Where do you think that this histogram is centred?

The mean salary of the population (\(\mu\)).
The mean salary of the original sample (\(\bar{x}\)).
Somewhere else.

Solution

The distribution of means of resamples will be centered around the mean of our original sample, which was 3.52.

bootstrap_dist %>%
  summarise(mean_of_means = mean(avg_salary))

## # A tibble: 1 x 1
##   mean_of_means
##           <dbl>
## 1          3.52

Question

Last semester we looked at the standard error (the standard deviation of the sampling distribution). The boostrap distribution is an approximation of the sampling distribution.

TRUE or FALSE: The standard deviation of the bootstrap distribution is an approximation of the standard error of \(\bar{x}\).

Solution

More generally…

Now let’s think more generally about what we did there…

We were interested in estimating some unknown parameter of a population.
We had a sample of size \(n\) drawn at random from the population.
We took lots of resamples (of size \(n\)) from our original sample, and calculated a statistic for each one.
We then visualised the distribution of those statistics.

The tool below may help to conceptualise these steps:

The big blue distribution at the top: The population.
The vertical blue line: The population parameter \(\mu\).
The yellow sample button: Takes a sample from the population (note you can change the sample \(n\)).
The green resample button: Samples with replacement from the original sample (the yellow one), and calculates the mean (which is then dropped into the bottom panel).
The bottom panel: The distribution of resample means - the bootstrap distribution!

Spend 10 minutes changing things such as the sample size. If you have any questions about what is happening, then please ask either now or during the lab.

source: https://web.archive.org/web/20160807193104/http://wise1.cgu.edu/vis/bootstrap/

Confidence Intervals

Point estimates & Ranges of Plausible Values

Take a look again at the bootstrap distribution we constructed (Figure 1, below).

Figure 1: Bootstrap resampling distribution based on 2000 resamples

Question

Roughly, between what two values do most of the resample means lie?

Solution

“Most” is very vague. Just eyeballing, most of the distribution lies between 2.5 and 4.5.

ggplot(bootstrap_dist, aes(x = avg_salary)) + 
  geom_histogram() + 
  labs(x = "resample mean")+
  geom_vline(xintercept = c(2.5, 4.5))

Confidence intervals simply answer more exactly where “most” sample means lie - they give us a range of plausible values for our population parameter.

To construct a confidence interval, we need two things:

a confidence level;
a measure of sampling variability.

We have the latter, in the form of our bootstrap distribution.

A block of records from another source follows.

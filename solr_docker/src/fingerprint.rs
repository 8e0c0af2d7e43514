use std::{fs, io, path::Path};

use serde::{Deserialize, Serialize};
use sha2::{Digest, Sha256};

use crate::layout;

/// SHA-256 over the declared inputs of a step, hex encoded.
#[derive(Debug, Clone, PartialEq, Eq, Serialize, Deserialize)]
#[serde(transparent)]
pub struct Fingerprint(String);

impl Fingerprint {
    pub fn as_str(&self) -> &str {
        &self.0
    }
}

impl std::fmt::Display for Fingerprint {
    fn fmt(&self, f: &mut std::fmt::Formatter<'_>) -> std::fmt::Result {
        f.write_str(self.as_str())
    }
}

/// Accumulates named inputs into a [`Fingerprint`]. Every input is framed by its kind and name so
/// that moving a value from one input to another changes the result.
pub struct Fingerprinter {
    hasher: Sha256,
}

impl Default for Fingerprinter {
    fn default() -> Self {
        Self::new()
    }
}

impl Fingerprinter {
    pub fn new() -> Self {
        Self {
            hasher: Sha256::new(),
        }
    }

    fn frame(&mut self, kind: &str, name: &str) {
        self.hasher.update(kind.as_bytes());
        self.hasher.update([0u8]);
        self.hasher.update(name.as_bytes());
        self.hasher.update([0u8]);
    }

    fn bytes(&mut self, bytes: &[u8]) {
        self.hasher.update((bytes.len() as u64).to_le_bytes());
        self.hasher.update(bytes);
    }

    fn file_contents(&mut self, path: &Path) -> io::Result<()> {
        let mut file = fs::File::open(path)?;
        self.hasher.update(file.metadata()?.len().to_le_bytes());
        io::copy(&mut file, &mut self.hasher)?;
        Ok(())
    }

    pub fn property(mut self, name: &str, value: &str) -> Self {
        self.frame("property", name);
        self.bytes(value.as_bytes());
        self
    }

    pub fn properties<'a, I>(mut self, name: &str, values: I) -> Self
    where
        I: IntoIterator<Item = &'a str>,
    {
        self.frame("properties", name);
        for value in values {
            self.bytes(value.as_bytes());
        }
        self
    }

    pub fn file(mut self, name: &str, path: &Path) -> io::Result<Self> {
        self.frame("file", name);
        self.file_contents(path)?;
        Ok(self)
    }

    /// Includes several files by file name and contents, in the given order.
    pub fn files<'a, I>(mut self, name: &str, paths: I) -> io::Result<Self>
    where
        I: IntoIterator<Item = &'a Path>,
    {
        self.frame("files", name);
        for path in paths {
            self.bytes(path.file_name().unwrap_or_default().as_encoded_bytes());
            self.file_contents(path)?;
        }
        Ok(self)
    }

    /// Includes the relative path and contents of every file below `root`.
    pub fn dir(mut self, name: &str, root: &Path) -> io::Result<Self> {
        self.frame("dir", name);
        for relative in layout::files_under(root)? {
            self.bytes(relative.as_os_str().as_encoded_bytes());
            self.file_contents(&root.join(relative))?;
        }
        Ok(self)
    }

    pub fn finish(self) -> Fingerprint {
        Fingerprint(hex::encode(self.hasher.finalize()))
    }
}

#[cfg(test)]
mod tests {
    use super::*;

    #[test]
    fn properties_are_framed() {
        let a = Fingerprinter::new()
            .property("baseImage", "ab")
            .property("githubUrl", "c")
            .finish();
        let b = Fingerprinter::new()
            .property("baseImage", "a")
            .property("githubUrl", "bc")
            .finish();
        assert_ne!(a, b);
        assert_eq!(
            a,
            Fingerprinter::new()
                .property("baseImage", "ab")
                .property("githubUrl", "c")
                .finish()
        );
        assert_eq!(a.as_str().len(), 64);
    }

    #[test]
    fn dir_tracks_names_and_contents() {
        let dir = tempfile::tempdir().unwrap();
        fs::create_dir(dir.path().join("sub")).unwrap();
        fs::write(dir.path().join("sub/a.sh"), "echo a").unwrap();
        let fingerprint = || Fingerprinter::new().dir("scripts", dir.path()).unwrap().finish();

        let initial = fingerprint();
        assert_eq!(initial, fingerprint());

        fs::write(dir.path().join("sub/a.sh"), "echo b").unwrap();
        let changed = fingerprint();
        assert_ne!(initial, changed);

        fs::rename(dir.path().join("sub/a.sh"), dir.path().join("sub/b.sh")).unwrap();
        assert_ne!(changed, fingerprint());
    }

    #[test]
    fn missing_file_is_an_error() {
        let dir = tempfile::tempdir().unwrap();
        let error = Fingerprinter::new()
            .file("dockerfile", &dir.path().join("Dockerfile"))
            .err()
            .unwrap();
        assert_eq!(error.kind(), io::ErrorKind::NotFound);
    }
}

The confidence level, instead, needs to be set by us. For instance, we might ask between which values the middle 95% (or 90%, or 80%, etc.) of our distribution falls. In other words, the confidence level is the “success rate”: the proportion of all samples whose intervals contain the true parameter.

Interpreting a confidence interval?

If we were to do this whole process over and over again:

take a random sample of size \(n\);
sample with replacement from that sample;
construct a 95% confidence interval.

Then about 95% of the confidence intervals we created would contain the population mean.

So if we did this 100 times, we would expect about five of our 95% confidence intervals to not contain the true population mean.

And if we had been constructing 80% confidence intervals instead, we would expect roughly 80 of them to contain the population mean.

Constructing a confidence interval for the mean

We can construct confidence intervals using the standard error. However, we cannot compute standard errors from just one sample, so we need to estimate the standard error of a statistic using either bootstrap, or the formula approach.

We also use the following rules of thumb:

If the distribution is symettric and bell-shaped…

68% of values will lie within 1 standard deviation of the mean.
95% of values will lie within 1.96 standard deviations of the mean.
99.7% of values will lie within 3 standard deviations of the mean.

We have our sample mean, and we can calculate the standard deviation of our bootstrap distribution (to approximate the standard error of the sample mean). We therefore have all the information we need to calculate, for instance, a 95% confidence interval - it is \(1.96 \times \text{standard error}\) above and below our mean.

Formally, we can write this 95% interval as:

\(\text{Statistic} \pm 1.96 \times SE\)

Bootstrap SE

The bootstrap standard error is just the standard deviation of the bootstrap distribution which we generated:

sd(bootstrap_dist$avg_salary)

## [1] 0.6511474

So the 95% confidence interval would be the mean of our original sample, plus or minus 1.96 times the bootstrap SE.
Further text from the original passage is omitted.